Personal information
- Full name: Charles John Daniels
- Date of birth: 7 September 1986 (age 39)
- Place of birth: Harlow, England
- Height: 5 ft 10 in (1.78 m)
- Position: Defender

Team information
- Current team: Watford (first-team coach)

Youth career
- Ridgeway Rovers
- Interwood
- Norwich City
- 0000: Tottenham Hotspur

Senior career*
- Years: Team / Apps / (Gls)
- 2005–2009: Tottenham Hotspur / 0 / (0)
- 2007: → Chesterfield (loan) / 2 / (0)
- 2007–2008: → Leyton Orient (loan) / 31 / (2)
- 2008: → Gillingham (loan) / 5 / (1)
- 2009–2012: Leyton Orient / 117 / (2)
- 2011: → AFC Bournemouth (loan) / 5 / (1)
- 2012–2020: AFC Bournemouth / 244 / (15)
- 2020–2021: Shrewsbury Town / 14 / (1)
- 2021: Portsmouth / 17 / (1)
- 2021–2022: Colchester United / 18 / (0)
- 2024–2025: Westfield / 0 / (0)

Managerial career
- 2026: Watford (caretaker)

= Charlie Daniels (footballer) =

English footballer (born 1986)

Charles John Daniels (born 7 September 1986) is an English professional football coach and former player who is currently a first-team coach for EFL Championship club Watford.

Starting his career at Tottenham Hotspur, he experienced a number of loans before joining Leyton Orient. In 2012, he was signed by AFC Bournemouth, where he experienced promotion from League One and the Championship, staying with the club for the duration of the first spell in the Premier League. He finished his career with spells at Shrewsbury Town, Portsmouth and Colchester United. He is under-21s coach at Watford.

==Career==
===Early career===
Daniels was born in Harlow, Essex, and grew up in nearby Waltham Forest where he attended Highams Park School. He started his career playing for youth club Ridgeway Rovers and Interwood then moved onto Norwich City before joining Tottenham Hotspur's youth academy. He worked his way up through to the reserves, before earning his first professional contract in July 2005.

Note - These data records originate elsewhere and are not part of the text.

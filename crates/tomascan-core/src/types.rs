//! Common types shared across the detection pipeline

use serde::{Deserialize, Serialize};

/// A labeled class score, the canonical unit both inference backends produce.
#[derive(Debug, Clone, PartialEq, Serialize, Deserialize)]
pub struct ScoredLabel {
    /// Class label as reported by the model
    pub label: String,

    /// Probability assigned to this class (0.0-1.0)
    pub score: f32,
}

impl ScoredLabel {
    /// Create a new scored label
    pub fn new(label: impl Into<String>, score: f32) -> Self {
        Self {
            label: label.into(),
            score,
        }
    }
}

/// A scored label enriched with knowledge-base text where available.
#[derive(Debug, Clone, PartialEq, Serialize, Deserialize)]
pub struct EnrichedPrediction {
    /// Class label as reported by the model
    pub label: String,

    /// Probability assigned to this class (0.0-1.0)
    pub score: f32,

    /// Short disease description from the knowledge base
    #[serde(skip_serializing_if = "Option::is_none")]
    pub description: Option<String>,

    /// Treatment advice from the knowledge base
    #[serde(skip_serializing_if = "Option::is_none")]
    pub treatment: Option<String>,
}

impl From<ScoredLabel> for EnrichedPrediction {
    fn from(scored: ScoredLabel) -> Self {
        Self {
            label: scored.label,
            score: scored.score,
            description: None,
            treatment: None,
        }
    }
}

/// Structured outcome of a single backend inference call.
///
/// Callers branch on this enum; a warming-up model is a distinct state,
/// not an error message to be inspected.
#[derive(Debug, Clone)]
pub enum InferenceOutput {
    /// Class scores produced by the model
    Scores(Vec<ScoredLabel>),

    /// The hosted model is still warming up; not an error
    Loading(String),
}

/// Final outcome of the detection pipeline, ready for the HTTP layer.
#[derive(Debug, Clone)]
pub enum Detection {
    /// Filtered, enriched predictions
    Predictions(Vec<EnrichedPrediction>),

    /// The hosted model is still warming up (202-equivalent)
    Loading(String),
}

Daniels spent time on loan at Chesterfield during the 2006–07 season, but sustained an injury in only his second game, and returned to Tottenham.

In the summer of 2007, Leyton Orient boss, Martin Ling signed Daniels on loan for the entire League One season, after watching him regularly in the Tottenham reserves.

Following his last game at Orient, Daniels was sent back to Tottenham, where he had a year remaining on his contract. In August 2008, he joined Gillingham on a one-month loan. He made his debut for Gillingham in a 1–0 home win over Accrington Stanley and scored his only goal for the club with a free kick in a 3–0 home win over Grimsby Town. Daniels then returned to Spurs at the end of September and expressed an interest in trying to break into the first team.

Daniels returned to Orient in the January transfer window of 2009 on a free transfer.

===AFC Bournemouth===
In November 2011, Daniels joined AFC Bournemouth, initially on a loan deal as the signing was outside of the transfer window, but with the deal to become permanent in the January 2012 transfer window with the contract lasting for three years. On 8 August 2017, Daniels extended his contract with the club for a further three years. On 29 August 2019, Daniels was stretchered off in the 37th minute of Bournemouth's defeat to Manchester City with a dislocated right patella and ruled out for the rest of the season.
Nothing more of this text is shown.